L'écriture inclusive, c'est moche
Il faut leur reconnaître ça. En France, leurs débats ont plus d’allure; ils savent s’écharper avec un certain sens de la formule. Prenez ce manuel scolaire tout fraîchement publié par Hatier et rédigé en respectant l’écriture inclusive.
Inclu-quoi? Inclusive.
Vous savez (ou pas), celle utilisant le point médian afin d’embarquer féminin et masculin dans le même mot. Cela donne ceci, par exemple: mes ami•e•s. Pas de jaloux.
Et donc, cela part dans tous les sens. On a lu quelque part "agression de la syntaxe par l’égalitarisme, un peu comme une lacération de la Joconde, mais avec un couteau issu du commerce équitable". Il était également question des "cicatrices" que sont les mots, contre lesquelles le mercurochrome du féminisme ne pouvait rien.
Ouh là, on se calme.
Avant qu’on ne se fasse traiter d’infâme paternaliste, laissez-nous dire ceci. La règle grammaticale actuelle, voulant que le masculin l’emporte systématiquement sur le féminin, est absurde. Voire violente.
C’est n’importe quoi, mais remarquez comme cela est bien emballé. En Belgique, on a la réputation d’être un tantinet moins "drama queen" et plus pragmatiques. Soyons donc à la hauteur de notre réputation.
L’écriture inclusive, c’est moche.
Désolé, mais ami•e•s, ou lecteur•trice•s, c’est moche. Pas incroyablement lisible, non plus. Cela vous a un petit air de questionnaire administratif à choix multiple, où par peur de manquer quelque chose, on n’aurait rien biffé du tout et précieusement conservé tous les astérisques.
Avant qu’on ne se fasse soi-même écharper et traiter d’infâme paternaliste rétrograde, laissez-nous dire ceci. On est d’accord. La règle grammaticale actuelle, voulant que le masculin l’emporte systématiquement sur le féminin, est absurde. Voire violente. Imaginez: elles ont beau s’y mettre à 37, dans la même barque, il suffit qu’un seul mâle mette le pied à bord pour faire pencher la balance. "Ils". Bam.
On voit bien comment pareille règle a pu éclore. Quitte à ne pas s’encombrer de nuances: des siècles d’impérialisme phallocrate. Car en voilà un, de bel outil de domination, tout symbolique soit-il.

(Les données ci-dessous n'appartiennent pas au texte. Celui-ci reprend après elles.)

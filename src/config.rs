// Copyright 2024 FastLabs Developers
//
// Licensed under the Apache License, Version 2.0 (the "License");
// you may not use this file except in compliance with the License.
// You may obtain a copy of the License at
//
//     http://www.apache.org/licenses/LICENSE-2.0
//
// Unless required by applicable law or agreed to in writing, software
// distributed under the License is distributed on an "AS IS" BASIS,
// WITHOUT WARRANTIES OR CONDITIONS OF ANY KIND, either express or implied.
// See the License for the specific language governing permissions and
// limitations under the License.

//! Configuration from JSON descriptors.
//!
//! A descriptor lists appenders and per-category levels:
//!
//! ```json
//! {
//!   "appenders": [
//!     {
//!       "type": "logLevelFilter",
//!       "level": "WARN",
//!       "category": "tests",
//!       "appender": { "type": "file", "filename": "warnings.log", "layout": "messagePassThrough" }
//!     },
//!     { "type": "file", "filename": "all.log", "categories": ["tests", "db"] },
//!     { "type": "console", "layout": { "type": "colored" } }
//!   ],
//!   "levels": { "tests": "DEBUG" }
//! }
//! ```
//!
//! Appender `type` is one of `console`, `file` (requires `filename`) or `logLevelFilter`
//! (requires `level` and the wrapped `appender`). `layout` is `basic` (the default),
//! `messagePassThrough` or `colored`, given either as a string or as `{ "type": ... }`.
//! `category`/`categories` take a string or an array; without them the appender is global.

use std::fmt;
use std::path::Path;
use std::path::PathBuf;

use serde::Deserialize;
use serde::Deserializer;
use serde::de::MapAccess;
use serde::de::Visitor;

use crate::Append;
use crate::Error;
use crate::Layout;
use crate::Level;
use crate::LoggerContext;
use crate::append::Console;
use crate::append::FileAppenderBuilder;
use crate::append::log_level_filter;
use crate::error::ErrorKind;
use crate::layout::BasicLayout;
use crate::layout::ColoredLayout;
use crate::layout::MessagePassThroughLayout;
use crate::logger::Categories;

/// A parsed configuration descriptor.
#[derive(Debug, Clone, Default, Deserialize)]
pub struct Config {
    /// Appenders, in registration order.
    #[serde(default)]
    pub appenders: Vec<AppenderConfig>,
    /// Category levels, in descriptor order.
    #[serde(default, deserialize_with = "ordered_levels")]
    pub levels: Vec<(String, String)>,
}

/// One appender entry of a descriptor.
#[derive(Debug, Clone, Deserialize)]
pub struct AppenderConfig {
    /// The appender type.
    #[serde(rename = "type")]
    pub kind: AppenderKind,
    /// The layout; [`LayoutKind::Basic`] when absent.
    #[serde(default)]
    pub layout: Option<LayoutConfig>,
    /// The target file of a `file` appender.
    #[serde(default)]
    pub filename: Option<PathBuf>,
    /// The categories to register for; global when absent.
    #[serde(default, alias = "category")]
    pub categories: Option<CategoryList>,
    /// The threshold of a `logLevelFilter` appender.
    #[serde(default)]
    pub level: Option<String>,
    /// The appender wrapped by a `logLevelFilter` appender.
    #[serde(default)]
    pub appender: Option<Box<AppenderConfig>>,
}

/// Appender types.
#[derive(Debug, Clone, Copy, PartialEq, Eq, Deserialize)]
#[serde(rename_all = "camelCase")]
pub enum AppenderKind {
    /// [`Console`].
    Console,
    /// [`FileAppender`](crate::append::FileAppender).
    File,
    /// [`LogLevelFilter`](crate::append::LogLevelFilter).
    LogLevelFilter,
}

/// A layout, given by name or as `{ "type": name }`.
#[derive(Debug, Clone, Copy, PartialEq, Eq, Deserialize)]
#[serde(untagged)]
pub enum LayoutConfig {
    /// `"layout": "basic"`
    Name(LayoutKind),
    /// `"layout": { "type": "basic" }`
    Object {
        /// The layout type.
        #[serde(rename = "type")]
        kind: LayoutKind,
    },
}

/// Layout types.
#[derive(Debug, Clone, Copy, PartialEq, Eq, Deserialize)]
#[serde(rename_all = "camelCase")]
pub enum LayoutKind {
    /// [`BasicLayout`].
    Basic,
    /// [`MessagePassThroughLayout`].
    MessagePassThrough,
    /// [`ColoredLayout`].
    #[serde(alias = "coloured")]
    Colored,
}

/// One category or a list of categories.
#[derive(Debug, Clone, PartialEq, Eq, Deserialize)]
#[serde(untagged)]
pub enum CategoryList {
    /// `"category": "tests"`
    One(String),
    /// `"categories": ["tests", "db"]`
    Many(Vec<String>),
}

impl From<CategoryList> for Categories {
    fn from(list: CategoryList) -> Self {
        match list {
            CategoryList::One(category) => Categories::from(category),
            CategoryList::Many(categories) => Categories::from(categories),
        }
    }
}

impl Config {
    /// Parse a descriptor from JSON text.
    pub fn from_json(text: &str) -> Result<Config, Error> {
        serde_json::from_str(text).map_err(|err| {
            Error::new(ErrorKind::Config, "failed to parse config descriptor").with_source(err)
        })
    }

    /// Read and parse a descriptor file.
    pub fn from_path(path: impl AsRef<Path>) -> Result<Config, Error> {
        let path = path.as_ref();
        let text = std::fs::read_to_string(path).map_err(|err| {
            Error::new(ErrorKind::Config, "failed to read config descriptor")
                .with_context("path", path.display())
                .with_source(err)
        })?;
        Config::from_json(&text).map_err(|err| err.with_context("path", path.display()))
    }

    /// Register every appender and set every level on `context`.
    ///
    /// All appenders are built and all levels are parsed before anything is registered, so on
    /// error the context is left untouched. Appenders are registered in descriptor order, then
    /// levels are set in descriptor order.
    pub fn apply(&self, context: &LoggerContext) -> Result<(), Error> {
        let mut appenders = Vec::with_capacity(self.appenders.len());
        for (index, entry) in self.appenders.iter().enumerate() {
            let append = entry.build().map_err(|err| {
                Error::new(ErrorKind::Config, "failed to build appender")
                    .with_context("entry", index)
                    .with_source(err)
            })?;
            let categories = entry.categories.clone().map(Categories::from);
            appenders.push((append, categories.unwrap_or_default()));
        }

        let mut levels = Vec::with_capacity(self.levels.len());
        for (category, name) in &self.levels {
            let level = name.parse::<Level>().map_err(|err| {
                Error::new(ErrorKind::Config, "failed to parse category level")
                    .with_context("category", category)
                    .with_source(err)
            })?;
            levels.push((category, level));
        }

        for (append, categories) in appenders {
            context.add_appender(append, categories);
        }
        for (category, level) in levels {
            context.get_logger(category).set_min_level(level);
        }
        Ok(())
    }
}

impl AppenderConfig {
    fn build(&self) -> Result<Box<dyn Append>, Error> {
        match self.kind {
            AppenderKind::Console => Ok(Box::new(Console::default().with_layout(self.layout()))),
            AppenderKind::File => {
                let filename = self.filename.as_ref().ok_or_else(|| {
                    Error::new(ErrorKind::Config, "file appender requires a filename")
                })?;
                let file = FileAppenderBuilder::new(filename)
                    .layout(self.layout())
                    .build()?;
                Ok(Box::new(file))
            }
            AppenderKind::LogLevelFilter => {
                let level = self.level.as_deref().ok_or_else(|| {
                    Error::new(ErrorKind::Config, "logLevelFilter appender requires a level")
                })?;
                let wrapped = self.appender.as_deref().ok_or_else(|| {
                    Error::new(ErrorKind::Config, "logLevelFilter appender requires an appender")
                })?;
                Ok(Box::new(log_level_filter(level, wrapped.build()?)?))
            }
        }
    }

    fn layout(&self) -> Box<dyn Layout> {
        let kind = match self.layout {
            None => LayoutKind::Basic,
            Some(LayoutConfig::Name(kind)) | Some(LayoutConfig::Object { kind }) => kind,
        };
        match kind {
            LayoutKind::Basic => Box::new(BasicLayout::default()),
            LayoutKind::MessagePassThrough => Box::new(MessagePassThroughLayout::default()),
            LayoutKind::Colored => Box::new(ColoredLayout::default()),
        }
    }
}

fn ordered_levels<'de, D>(deserializer: D) -> Result<Vec<(String, String)>, D::Error>
where
    D: Deserializer<'de>,
{
    struct OrderedLevels;

    impl<'de> Visitor<'de> for OrderedLevels {
        type Value = Vec<(String, String)>;

        fn expecting(&self, f: &mut fmt::Formatter) -> fmt::Result {
            f.write_str("a map from category to level name")
        }

        fn visit_map<A: MapAccess<'de>>(self, mut map: A) -> Result<Self::Value, A::Error> {
            let mut entries = Vec::with_capacity(map.size_hint().unwrap_or(0));
            while let Some(entry) = map.next_entry()? {
                entries.push(entry);
            }
            Ok(entries)
        }
    }

    deserializer.deserialize_map(OrderedLevels)
}

#[cfg(test)]
mod tests {
    use super::*;

    #[test]
    fn test_parses_full_descriptor() {
        let config = Config::from_json(
            r#"{
                "appenders": [
                    {
                        "type": "logLevelFilter",
                        "level": "WARN",
                        "category": "tests",
                        "appender": { "type": "file", "filename": "w.log", "layout": { "type": "messagePassThrough" } }
                    },
                    { "type": "console", "layout": "coloured", "categories": ["a", "b"] }
                ],
                "levels": { "zeta": "DEBUG", "alpha": "WARN" }
            }"#,
        )
        .unwrap();

        assert_eq!(config.appenders.len(), 2);
        let filter = &config.appenders[0];
        assert_eq!(filter.kind, AppenderKind::LogLevelFilter);
        assert_eq!(filter.categories, Some(CategoryList::One("tests".into())));
        let wrapped = filter.appender.as_deref().unwrap();
        assert_eq!(wrapped.kind, AppenderKind::File);
        assert_eq!(
            wrapped.layout,
            Some(LayoutConfig::Object {
                kind: LayoutKind::MessagePassThrough
            })
        );

        let console = &config.appenders[1];
        assert_eq!(console.layout, Some(LayoutConfig::Name(LayoutKind::Colored)));
        assert_eq!(
            console.categories,
            Some(CategoryList::Many(vec!["a".into(), "b".into()]))
        );

        // document order, not sorted
        assert_eq!(
            config.levels,
            vec![
                ("zeta".to_string(), "DEBUG".to_string()),
                ("alpha".to_string(), "WARN".to_string())
            ]
        );
    }

    #[test]
    fn test_empty_descriptor() {
        let config = Config::from_json("{}").unwrap();
        assert!(config.appenders.is_empty());
        assert!(config.levels.is_empty());
    }

    #[test]
    fn test_rejects_malformed_json() {
        let err = Config::from_json(r#"{ "appenders": [ { "type": "carrier-pigeon" } ] }"#)
            .unwrap_err();
        assert_eq!(err.kind(), ErrorKind::Config);

        let err = Config::from_json("not json").unwrap_err();
        assert_eq!(err.kind(), ErrorKind::Config);
    }

    #[test]
    fn test_missing_required_fields() {
        let config = Config::from_json(r#"{ "appenders": [ { "type": "file" } ] }"#).unwrap();
        let err = config.apply(&LoggerContext::new()).unwrap_err();
        assert_eq!(err.kind(), ErrorKind::Config);
        assert!(err.to_string().contains("entry: 0"), "{err}");
        assert!(err.to_string().contains("requires a filename"), "{err}");

        let config = Config::from_json(
            r#"{ "appenders": [ { "type": "console" }, { "type": "logLevelFilter", "level": "WARN" } ] }"#,
        )
        .unwrap();
        let err = config.apply(&LoggerContext::new()).unwrap_err();
        assert!(err.to_string().contains("entry: 1"), "{err}");
        assert!(err.to_string().contains("requires an appender"), "{err}");
    }
}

À vrai dire, il n’y a pas plus de raisons que le féminin l’emporte. Mais bon, en guise de gage de bonne volonté, on serait prêt à l’accorder, comme une sorte de retour de balancier. Julie et Jules se sont bien amusées.
Notez que le plus finaud, ce serait tout de même de n’imposer aucune prépondérance. De laisser le choix, en se fendant d’une règle neutre. Unisexe, si vous voulez, comme pour les fringues. On accorde avec le genre qui est le plus en nombre. Julia, Julie et Jules se sont bien amusées. Ou simplement avec celui qui est le plus proche du verbe. Jules et Julie se sont bien amusées; Julie et Jules se sont bien amusés. Et dans les dictionnaires, on ouvre grand la porte aux fonctions féminisées qui n’y ont pas encore trouvé de place.
Bref, on combat les sexismes et on éduque nos marmots en évitant tant que faire se peut les clichés – non, le masculin ne l’emporte pas toujours.
Bien sûr, il ne suffira pas d’un petit coup de stylo magique pour faire cesser le flot incessant d’injustices faites aux femmes sur cette jolie planète. On parle d’un symbole. Mais celui qui taxe le symbole d’inutile n’a sans doute pas tout compris sur la portée que celui-ci peut avoir.
Tout cela, tellement volontiers. Mais l’écriture inclusive, par pitié, non. C’est moche. Et lourd – on aurait tendance à trouver que la langue et les mots, ça devrait viser la légèreté et la fluidité.
Allez, on vous laisse. C’est que se tient, à l’instant même en Wallonie, le premier week-end du cheval. On s’en voudrait de rater ça. Et on souhaite à Elio Di Rupo de devoir encore se taper les 14 éditions suivantes.